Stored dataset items
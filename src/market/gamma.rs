//! Gamma API client for outcome prices
//!
//! Fetches market metadata from Polymarket's Gamma API. Array-valued
//! fields arrive as JSON strings (`"[\"Yes\", \"No\"]"`) and are parsed
//! into typed values here.

use super::{MarketDataClient, OutcomePrices};
use async_trait::async_trait;
use reqwest::Client;
use rust_decimal::Decimal;
use serde::Deserialize;
use std::str::FromStr;
use std::time::Duration;

/// Gamma API base URL
pub const GAMMA_API_URL: &str = "https://gamma-api.polymarket.com";

/// Configuration for the Gamma client
#[derive(Debug, Clone)]
pub struct GammaConfig {
    /// Base URL for the Gamma API
    pub base_url: String,
    /// Request timeout
    pub timeout: Duration,
}

impl Default for GammaConfig {
    fn default() -> Self {
        Self {
            base_url: GAMMA_API_URL.to_string(),
            timeout: Duration::from_secs(10),
        }
    }
}

/// Client for Polymarket's Gamma API
pub struct GammaClient {
    config: GammaConfig,
    client: Client,
}

impl GammaClient {
    /// Create a new Gamma API client with default configuration
    pub fn new() -> Self {
        Self::with_config(GammaConfig::default())
    }

    /// Create a new client with custom configuration
    pub fn with_config(config: GammaConfig) -> Self {
        let client = Client::builder()
            .timeout(config.timeout)
            .build()
            .expect("Failed to create HTTP client");

        Self { config, client }
    }
}

impl Default for GammaClient {
    fn default() -> Self {
        Self::new()
    }
}

#[async_trait]
impl MarketDataClient for GammaClient {
    async fn get_outcome_prices(&self, market_id: &str) -> anyhow::Result<Option<OutcomePrices>> {
        let url = format!("{}/markets", self.config.base_url);

        tracing::debug!(market_id, "Fetching outcome prices from Gamma API");

        let response = self
            .client
            .get(&url)
            .query(&[("condition_ids", market_id)])
            .send()
            .await?;

        if !response.status().is_success() {
            let status = response.status();
            let body = response.text().await.unwrap_or_default();
            anyhow::bail!("Gamma API error: {} - {}", status, body);
        }

        let markets: Vec<GammaMarket> = response.json().await?;

        markets
            .into_iter()
            .next()
            .map(|m| m.into_outcome_prices())
            .transpose()
    }
}

/// Raw market response from the Gamma API
#[derive(Debug, Deserialize)]
#[serde(rename_all = "camelCase")]
struct GammaMarket {
    /// Condition ID for the market
    #[allow(dead_code)]
    condition_id: String,
    /// Outcome names as a JSON string
    outcomes: Option<String>,
    /// Outcome prices as a JSON string
    outcome_prices: Option<String>,
}

impl GammaMarket {
    fn into_outcome_prices(self) -> anyhow::Result<OutcomePrices> {
        let outcomes = self
            .outcomes
            .as_deref()
            .map(parse_string_array)
            .transpose()?
            .unwrap_or_default();
        let prices = self
            .outcome_prices
            .as_deref()
            .map(parse_price_array)
            .transpose()?
            .unwrap_or_default();

        if outcomes.len() != prices.len() {
            anyhow::bail!(
                "outcome/price length mismatch: {} vs {}",
                outcomes.len(),
                prices.len()
            );
        }

        Ok(OutcomePrices { outcomes, prices })
    }
}

/// Parse a JSON-string array field like "[\"Yes\", \"No\"]"
fn parse_string_array(raw: &str) -> anyhow::Result<Vec<String>> {
    serde_json::from_str(raw)
        .map_err(|e| anyhow::anyhow!("Failed to parse array field: {} - {}", raw, e))
}

/// Parse a JSON-string price array like "[\"0.52\", \"0.48\"]"
fn parse_price_array(raw: &str) -> anyhow::Result<Vec<Decimal>> {
    let strings: Vec<String> = parse_string_array(raw)?;
    strings
        .iter()
        .map(|s| {
            Decimal::from_str(s).map_err(|e| anyhow::anyhow!("Bad price {:?}: {}", s, e))
        })
        .collect()
}

#[cfg(test)]
mod tests {
    use super::*;
    use rust_decimal_macros::dec;

    #[test]
    fn test_gamma_config_default() {
        let config = GammaConfig::default();
        assert_eq!(config.base_url, GAMMA_API_URL);
        assert_eq!(config.timeout, Duration::from_secs(10));
    }

    #[test]
    fn test_parse_string_array() {
        let outcomes = parse_string_array(r#"["Yes", "No"]"#).unwrap();
        assert_eq!(outcomes, vec!["Yes".to_string(), "No".to_string()]);
    }

    #[test]
    fn test_parse_string_array_invalid() {
        assert!(parse_string_array("not json").is_err());
    }

    #[test]
    fn test_parse_price_array() {
        let prices = parse_price_array(r#"["0.52", "0.48"]"#).unwrap();
        assert_eq!(prices, vec![dec!(0.52), dec!(0.48)]);
    }

    #[test]
    fn test_parse_price_array_bad_number() {
        assert!(parse_price_array(r#"["0.52", "oops"]"#).is_err());
    }

    #[test]
    fn test_into_outcome_prices() {
        let market = GammaMarket {
            condition_id: "0x123".to_string(),
            outcomes: Some(r#"["Yes", "No"]"#.to_string()),
            outcome_prices: Some(r#"["0.61", "0.39"]"#.to_string()),
        };

        let prices = market.into_outcome_prices().unwrap();
        assert_eq!(prices.outcomes.len(), 2);
        assert_eq!(prices.price_for("Yes"), Some(dec!(0.61)));
    }

    #[test]
    fn test_into_outcome_prices_length_mismatch() {
        let market = GammaMarket {
            condition_id: "0x123".to_string(),
            outcomes: Some(r#"["Yes", "No"]"#.to_string()),
            outcome_prices: Some(r#"["0.61"]"#.to_string()),
        };
        assert!(market.into_outcome_prices().is_err());
    }

    #[test]
    fn test_into_outcome_prices_missing_fields() {
        let market = GammaMarket {
            condition_id: "0x123".to_string(),
            outcomes: None,
            outcome_prices: None,
        };
        let prices = market.into_outcome_prices().unwrap();
        assert!(prices.outcomes.is_empty());
        assert!(prices.prices.is_empty());
    }
}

EXERCISE DETAILS:
The answer must be every line of the records that contains the word "bail".

COMPLETED EXERCISE:
            anyhow::bail!("Gamma API error: {} - {}", status, body);
            anyhow::bail!(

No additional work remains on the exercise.